* **Task directions**
Read through the records. Copy each line that has the word "example".

* **Data shown**
● ● ● ●

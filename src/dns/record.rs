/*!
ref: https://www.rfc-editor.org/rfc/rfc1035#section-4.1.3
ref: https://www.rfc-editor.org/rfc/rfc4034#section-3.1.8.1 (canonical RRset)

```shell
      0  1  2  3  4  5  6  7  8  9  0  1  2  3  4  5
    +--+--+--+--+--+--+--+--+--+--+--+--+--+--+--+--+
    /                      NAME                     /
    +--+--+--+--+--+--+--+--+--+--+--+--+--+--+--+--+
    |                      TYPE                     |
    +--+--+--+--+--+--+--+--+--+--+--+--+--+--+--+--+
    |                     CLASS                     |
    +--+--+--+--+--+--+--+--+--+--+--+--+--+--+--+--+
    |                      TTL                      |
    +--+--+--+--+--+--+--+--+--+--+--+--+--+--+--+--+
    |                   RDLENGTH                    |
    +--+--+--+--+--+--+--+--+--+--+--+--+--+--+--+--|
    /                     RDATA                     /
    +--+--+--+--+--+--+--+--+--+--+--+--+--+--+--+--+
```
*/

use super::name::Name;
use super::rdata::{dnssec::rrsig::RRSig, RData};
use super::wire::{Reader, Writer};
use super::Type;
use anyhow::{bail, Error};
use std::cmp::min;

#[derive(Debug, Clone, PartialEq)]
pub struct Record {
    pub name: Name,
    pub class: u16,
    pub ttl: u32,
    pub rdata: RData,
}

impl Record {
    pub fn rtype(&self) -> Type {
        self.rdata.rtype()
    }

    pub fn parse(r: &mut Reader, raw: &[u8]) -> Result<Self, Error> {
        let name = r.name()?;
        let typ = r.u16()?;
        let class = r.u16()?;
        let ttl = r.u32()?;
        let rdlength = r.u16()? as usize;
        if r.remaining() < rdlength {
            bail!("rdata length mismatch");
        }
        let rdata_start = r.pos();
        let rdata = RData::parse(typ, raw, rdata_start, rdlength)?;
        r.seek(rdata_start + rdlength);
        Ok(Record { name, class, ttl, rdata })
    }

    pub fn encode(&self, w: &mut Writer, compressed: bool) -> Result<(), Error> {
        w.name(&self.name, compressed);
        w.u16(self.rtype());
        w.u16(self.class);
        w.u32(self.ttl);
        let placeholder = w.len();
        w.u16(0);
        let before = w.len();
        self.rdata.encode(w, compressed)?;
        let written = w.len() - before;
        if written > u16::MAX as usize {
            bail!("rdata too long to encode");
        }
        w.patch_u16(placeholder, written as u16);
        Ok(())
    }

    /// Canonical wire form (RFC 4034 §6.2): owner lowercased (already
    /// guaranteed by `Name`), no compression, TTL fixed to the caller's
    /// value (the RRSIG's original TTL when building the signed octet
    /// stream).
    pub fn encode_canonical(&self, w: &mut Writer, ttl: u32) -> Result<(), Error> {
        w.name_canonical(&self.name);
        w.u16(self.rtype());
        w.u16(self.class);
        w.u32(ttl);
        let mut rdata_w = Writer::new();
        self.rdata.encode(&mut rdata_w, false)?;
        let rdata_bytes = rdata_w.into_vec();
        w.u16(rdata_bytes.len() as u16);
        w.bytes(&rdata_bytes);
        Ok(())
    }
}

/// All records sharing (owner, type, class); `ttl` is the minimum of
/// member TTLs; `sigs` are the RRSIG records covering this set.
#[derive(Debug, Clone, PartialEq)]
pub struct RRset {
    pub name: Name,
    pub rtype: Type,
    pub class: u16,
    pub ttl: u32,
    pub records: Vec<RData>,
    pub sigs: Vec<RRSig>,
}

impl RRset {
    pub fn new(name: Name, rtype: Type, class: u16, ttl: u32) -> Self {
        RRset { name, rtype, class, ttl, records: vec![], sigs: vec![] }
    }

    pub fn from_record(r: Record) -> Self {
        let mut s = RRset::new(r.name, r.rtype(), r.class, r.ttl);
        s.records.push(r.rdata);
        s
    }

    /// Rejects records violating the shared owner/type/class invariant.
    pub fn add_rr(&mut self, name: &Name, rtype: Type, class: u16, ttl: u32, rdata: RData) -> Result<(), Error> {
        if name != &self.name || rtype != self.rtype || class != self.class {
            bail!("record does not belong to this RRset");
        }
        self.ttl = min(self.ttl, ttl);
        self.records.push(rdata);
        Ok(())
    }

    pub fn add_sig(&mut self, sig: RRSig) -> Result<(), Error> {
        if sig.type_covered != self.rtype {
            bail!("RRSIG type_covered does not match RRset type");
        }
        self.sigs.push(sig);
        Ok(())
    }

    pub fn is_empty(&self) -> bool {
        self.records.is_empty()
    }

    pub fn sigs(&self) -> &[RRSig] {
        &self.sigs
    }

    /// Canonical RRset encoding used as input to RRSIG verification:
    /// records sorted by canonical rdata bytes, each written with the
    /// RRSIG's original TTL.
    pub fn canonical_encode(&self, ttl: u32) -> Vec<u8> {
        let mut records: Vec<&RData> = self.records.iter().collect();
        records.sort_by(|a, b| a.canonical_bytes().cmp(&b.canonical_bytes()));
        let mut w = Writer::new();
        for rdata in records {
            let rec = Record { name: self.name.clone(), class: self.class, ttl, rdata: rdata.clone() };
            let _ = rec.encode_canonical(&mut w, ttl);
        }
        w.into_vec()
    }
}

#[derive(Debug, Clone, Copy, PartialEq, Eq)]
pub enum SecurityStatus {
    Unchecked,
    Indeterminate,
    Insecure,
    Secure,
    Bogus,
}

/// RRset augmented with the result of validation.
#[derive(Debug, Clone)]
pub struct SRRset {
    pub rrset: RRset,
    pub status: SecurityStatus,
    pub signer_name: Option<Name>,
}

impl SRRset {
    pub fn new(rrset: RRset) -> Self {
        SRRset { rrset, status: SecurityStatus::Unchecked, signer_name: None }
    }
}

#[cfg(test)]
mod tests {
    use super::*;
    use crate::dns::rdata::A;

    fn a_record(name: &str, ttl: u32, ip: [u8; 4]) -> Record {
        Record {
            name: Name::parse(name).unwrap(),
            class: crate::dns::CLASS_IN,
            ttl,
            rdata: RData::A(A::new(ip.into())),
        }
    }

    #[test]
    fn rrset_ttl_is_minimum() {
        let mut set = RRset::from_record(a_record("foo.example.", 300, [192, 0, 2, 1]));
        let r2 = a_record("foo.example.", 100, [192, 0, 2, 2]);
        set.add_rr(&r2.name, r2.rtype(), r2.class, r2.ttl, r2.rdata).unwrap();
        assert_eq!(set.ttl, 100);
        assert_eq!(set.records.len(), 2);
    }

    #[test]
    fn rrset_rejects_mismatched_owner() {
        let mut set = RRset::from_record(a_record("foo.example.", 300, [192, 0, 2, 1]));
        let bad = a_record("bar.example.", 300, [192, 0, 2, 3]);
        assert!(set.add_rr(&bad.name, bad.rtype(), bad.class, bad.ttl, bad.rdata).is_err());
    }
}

● ● ● ●

* **Solution to the exercise**
        let mut set = RRset::from_record(a_record("foo.example.", 300, [192, 0, 2, 1]));
        let r2 = a_record("foo.example.", 100, [192, 0, 2, 2]);
        let mut set = RRset::from_record(a_record("foo.example.", 300, [192, 0, 2, 1]));
        let bad = a_record("bar.example.", 300, [192, 0, 2, 3]);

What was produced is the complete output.